In the records below, find the line containing "assert_eq!(result.records.len(), rows.len());" and the line containing "each callback once;"; please repeat exactly the lines from one to the other, both included, and nothing more.

**GIVEN RECORDS**

━━━━━━━━

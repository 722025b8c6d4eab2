//! Tests for disease row mapping

use super::*;
use crate::app::models::{DatasetKind, RecordId, RecordType};
use crate::app::services::csv_parser::RawRow;
use crate::app::services::field_normalizer::FieldNormalizer;
use chrono::NaiveDate;

#[test]
fn test_disease_row_uses_positional_us_date() {
    let rows = disease_rows();
    let record = FieldNormalizer::default().normalize_health(&rows[0], 1);

    assert_eq!(record.id, RecordId::new(DatasetKind::Health, "1"));
    assert_eq!(record.record_type(), RecordType::Health);
    assert_eq!(record.category, "Dengue Cases");
    assert_eq!(record.value, Some(12.0));
    assert_eq!(record.source, "PIDSR");
    // 01/05 is January 5th, never May 1st
    assert_eq!(record.date.parsed(), NaiveDate::from_ymd_opt(2024, 1, 5));
    assert_eq!(record.location.city, "Sample City");
    assert_eq!(record.location.barangay, "Citywide");
}

#[test]
fn test_rows_map_one_to_one_with_lossy_fields() {
    let rows = disease_rows();
    let result = FieldNormalizer::default().normalize_rows(DatasetKind::Health, &rows, "sampledDiseaseDataset.csv");

    assert_eq!(result.records.len(), rows.len());
    assert_eq!(result.stats.rows_seen, 3);
    assert_eq!(result.stats.records_produced, 3);

    let invalid_date = &result.records[1];
    assert!(!invalid_date.date.is_parsed());
    assert_eq!(invalid_date.date.raw(), "13/45/2024");
    assert_eq!(invalid_date.value, None);
    assert_eq!(invalid_date.source, "PIDSR");

    let third = &result.records[2];
    assert_eq!(third.id.key, "3");
    assert_eq!(third.category, "Unknown Disease");
    assert_eq!(third.value, None);
    assert_eq!(third.source, "DOH");

    assert_eq!(result.stats.unparsed_dates, 1);
    assert_eq!(result.stats.non_numeric_values, 1);
    assert_eq!(result.stats.missing_values, 2);
    assert_eq!(result.stats.generated_ids, 1);
}

#[test]
fn test_demographics_are_preserved() {
    let row = RawRow::new(2)
        .with("Disease", "Dengue Cases")
        .with("Cases", 3.0)
        .with("Date", "2024-02-10")
        .with("Barangay", "Matina")
        .with("AgeGroup", "5-14")
        .with("sex", "F");

    let record = FieldNormalizer::default().normalize_health(&row, 1);
    let details = record.details.health().unwrap();
    assert_eq!(details.age_group.as_deref(), Some("5-14"));
    assert_eq!(details.gender.as_deref(), Some("F"));
    assert_eq!(details.severity, None);
    assert_eq!(record.location.barangay, "Matina");
    assert_eq!(
        record.metadata.imported_from.as_deref(),
        Some("sampledDiseaseDataset.csv")
    );
}

#[test]
fn test_manual_kind_yields_nothing() {
    let result = FieldNormalizer::default().normalize_rows(DatasetKind::Manual, &disease_rows(), "x.csv");
    assert!(result.records.is_empty());
}
//! Fluent builder API for creating states

use std::future::Future;
use std::sync::Arc;
use std::time::Duration;

use crate::error::FsmError;
use crate::handlers::{Callback, FnCallback};
use crate::stage::StageConfig;
use crate::state::State;
use crate::types::{CallbackResult, FsmResult, ReplayPolicy, StageKind, StateId};

/// Builder for a [`State`].
///
/// Stages default to no callbacks and no timeout. Entry and exit run each callback once;
/// the run stage re-invokes its callbacks until one of them requests a transition.
pub struct StateBuilder<S: StateId> {
    name: S,
    entry: StageConfig<S>,
    run: StageConfig<S>,
    exit: StageConfig<S>,
}

impl<S: StateId> StateBuilder<S> {
    /// Create a new builder for the state `name`
    pub fn new(name: S) -> Self {
        Self {
            name,
            entry: StageConfig::new(StageKind::Entry.default_policy()),
            run: StageConfig::new(StageKind::Run.default_policy()),
            exit: StageConfig::new(StageKind::Exit.default_policy()),
        }
    }

    fn stage_mut(&mut self, kind: StageKind) -> &mut StageConfig<S> {
        match kind {
            StageKind::Entry => &mut self.entry,
            StageKind::Run => &mut self.run,
            StageKind::Exit => &mut self.exit,
        }
    }

    /// Add an entry callback
    pub fn on_enter<F, Fut>(self, handler: F) -> Self
    where
        F: Fn() -> Fut + Send + Sync + 'static,
        Fut: Future<Output = CallbackResult<S>> + Send + 'static,
    {
        self.callback(StageKind::Entry, FnCallback(handler))
    }

    /// Add a run callback
    pub fn on_run<F, Fut>(self, handler: F) -> Self
    where
        F: Fn() -> Fut + Send + Sync + 'static,
        Fut: Future<Output = CallbackResult<S>> + Send + 'static,
    {
        self.callback(StageKind::Run, FnCallback(handler))
    }

    /// Add an exit callback
    pub fn on_exit<F, Fut>(self, handler: F) -> Self
    where
        F: Fn() -> Fut + Send + Sync + 'static,
        Fut: Future<Output = CallbackResult<S>> + Send + 'static,
    {
        self.callback(StageKind::Exit, FnCallback(handler))
    }

    /// Add a callback object to `stage`
    pub fn callback(mut self, stage: StageKind, callback: impl Callback<S>) -> Self {
        self.stage_mut(stage).callbacks.push(Arc::new(callback));
        self
    }

    /// Bound `stage` by `duration`; expiry is fatal
    pub fn timeout(mut self, stage: StageKind, duration: Duration) -> Self {
        let config = self.stage_mut(stage);
        config.timeout = Some(duration);
        config.timeout_fallback = None;
        self
    }

    /// Bound `stage` by `duration`; expiry transitions to `fallback`
    pub fn timeout_to(mut self, stage: StageKind, duration: Duration, fallback: S) -> Self {
        let config = self.stage_mut(stage);
        config.timeout = Some(duration);
        config.timeout_fallback = Some(fallback);
        self
    }

    /// Override the replay policy of `stage`
    pub fn replay(mut self, stage: StageKind, policy: ReplayPolicy) -> Self {
        self.stage_mut(stage).policy = policy;
        self
    }

    /// Build the state
    pub fn build(self) -> FsmResult<State<S>> {
        if self.run.callbacks.is_empty() {
            return Err(FsmError::EmptyRunStage {
                state: self.name.name().to_string(),
            });
        }

        Ok(State {
            name: self.name,
            entry: self.entry,
            run: self.run,
            exit: self.exit,
        })
    }
}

━━━━━━━━

**ANSWER SECTION**
    assert_eq!(result.records.len(), rows.len());
    assert_eq!(result.stats.rows_seen, 3);
    assert_eq!(result.stats.records_produced, 3);

    let invalid_date = &result.records[1];
    assert!(!invalid_date.date.is_parsed());
    assert_eq!(invalid_date.date.raw(), "13/45/2024");
    assert_eq!(invalid_date.value, None);
    assert_eq!(invalid_date.source, "PIDSR");

    let third = &result.records[2];
    assert_eq!(third.id.key, "3");
    assert_eq!(third.category, "Unknown Disease");
    assert_eq!(third.value, None);
    assert_eq!(third.source, "DOH");

    assert_eq!(result.stats.unparsed_dates, 1);
    assert_eq!(result.stats.non_numeric_values, 1);
    assert_eq!(result.stats.missing_values, 2);
    assert_eq!(result.stats.generated_ids, 1);
}

#[test]
fn test_demographics_are_preserved() {
    let row = RawRow::new(2)
        .with("Disease", "Dengue Cases")
        .with("Cases", 3.0)
        .with("Date", "2024-02-10")
        .with("Barangay", "Matina")
        .with("AgeGroup", "5-14")
        .with("sex", "F");

    let record = FieldNormalizer::default().normalize_health(&row, 1);
    let details = record.details.health().unwrap();
    assert_eq!(details.age_group.as_deref(), Some("5-14"));
    assert_eq!(details.gender.as_deref(), Some("F"));
    assert_eq!(details.severity, None);
    assert_eq!(record.location.barangay, "Matina");
    assert_eq!(
        record.metadata.imported_from.as_deref(),
        Some("sampledDiseaseDataset.csv")
    );
}

#[test]
fn test_manual_kind_yields_nothing() {
    let result = FieldNormalizer::default().normalize_rows(DatasetKind::Manual, &disease_rows(), "x.csv");
    assert!(result.records.is_empty());
}
//! Fluent builder API for creating states

use std::future::Future;
use std::sync::Arc;
use std::time::Duration;

use crate::error::FsmError;
use crate::handlers::{Callback, FnCallback};
use crate::stage::StageConfig;
use crate::state::State;
use crate::types::{CallbackResult, FsmResult, ReplayPolicy, StageKind, StateId};

/// Builder for a [`State`].
///
/// Stages default to no callbacks and no timeout. Entry and exit run each callback once;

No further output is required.